Task instructions:
Using the entries that follow, write out the line containing "use crate::cursor::ReadCursor;", the line containing "the source fails", and every line between them, exactly and nothing else.

Source material:
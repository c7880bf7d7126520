//! Bounded chunk reader

use bytes::Bytes;
use contracts::{ChunkSource, ContractError};
use tracing::trace;

use crate::cursor::ReadCursor;

/// Result of one bounded read
#[derive(Debug, Clone, Default, PartialEq, Eq)]
pub struct ReadOutcome {
    /// Exactly the bytes read; empty when the source has not grown
    pub bytes: Bytes,
}

impl ReadOutcome {
    /// Number of bytes read (0 is the steady-state no-op)
    pub fn bytes_read(&self) -> usize {
        self.bytes.len()
    }

    /// Whether nothing new was available
    pub fn is_empty(&self) -> bool {
        self.bytes.is_empty()
    }
}

/// Performs one read of at most `chunk_size` bytes at the cursor.
///
/// The read buffer is allocated once and reused across polls. The cursor is
/// not touched; advancing it is the caller's job.
#[derive(Debug)]
pub struct ChunkReader {
    buf: Vec<u8>,
}

impl ChunkReader {
    /// Create a reader with the given maximum chunk size (clamped to at least 1)
    pub fn new(chunk_size: usize) -> Self {
        Self {
            buf: vec![0; chunk_size.max(1)],
        }
    }

    /// Maximum bytes consumed per call
    pub fn chunk_size(&self) -> usize {
        self.buf.len()
    }

    /// Read the next bounded chunk starting at `cursor`
    ///
    /// If more than one chunk's worth has accumulated, only the first
    /// `chunk_size` bytes are returned; the rest is picked up on later calls.
    ///
    /// # Errors
    /// [`ContractError::Read`] when the source fails
    pub async fn read_next<S: ChunkSource>(
        &mut self,
        source: &mut S,
        cursor: &ReadCursor,
    ) -> Result<ReadOutcome, ContractError> {
        let offset = cursor.offset();
        let n = source
            .read_at(offset, &mut self.buf)
            .await
            .map_err(|e| ContractError::read(offset, e))?;
        let n = n.min(self.buf.len());

        trace!(offset, bytes_read = n, "chunk read");
        Ok(ReadOutcome {
            bytes: Bytes::copy_from_slice(&self.buf[..n]),
        })
    }
}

Your solution:
use crate::cursor::ReadCursor;

/// Result of one bounded read
#[derive(Debug, Clone, Default, PartialEq, Eq)]
pub struct ReadOutcome {
    /// Exactly the bytes read; empty when the source has not grown
    pub bytes: Bytes,
}

impl ReadOutcome {
    /// Number of bytes read (0 is the steady-state no-op)
    pub fn bytes_read(&self) -> usize {
        self.bytes.len()
    }

    /// Whether nothing new was available
    pub fn is_empty(&self) -> bool {
        self.bytes.is_empty()
    }
}

/// Performs one read of at most `chunk_size` bytes at the cursor.
///
/// The read buffer is allocated once and reused across polls. The cursor is
/// not touched; advancing it is the caller's job.
#[derive(Debug)]
pub struct ChunkReader {
    buf: Vec<u8>,
}

impl ChunkReader {
    /// Create a reader with the given maximum chunk size (clamped to at least 1)
    pub fn new(chunk_size: usize) -> Self {
        Self {
            buf: vec![0; chunk_size.max(1)],
        }
    }

    /// Maximum bytes consumed per call
    pub fn chunk_size(&self) -> usize {
        self.buf.len()
    }

    /// Read the next bounded chunk starting at `cursor`
    ///
    /// If more than one chunk's worth has accumulated, only the first
    /// `chunk_size` bytes are returned; the rest is picked up on later calls.
    ///
    /// # Errors
    /// [`ContractError::Read`] when the source fails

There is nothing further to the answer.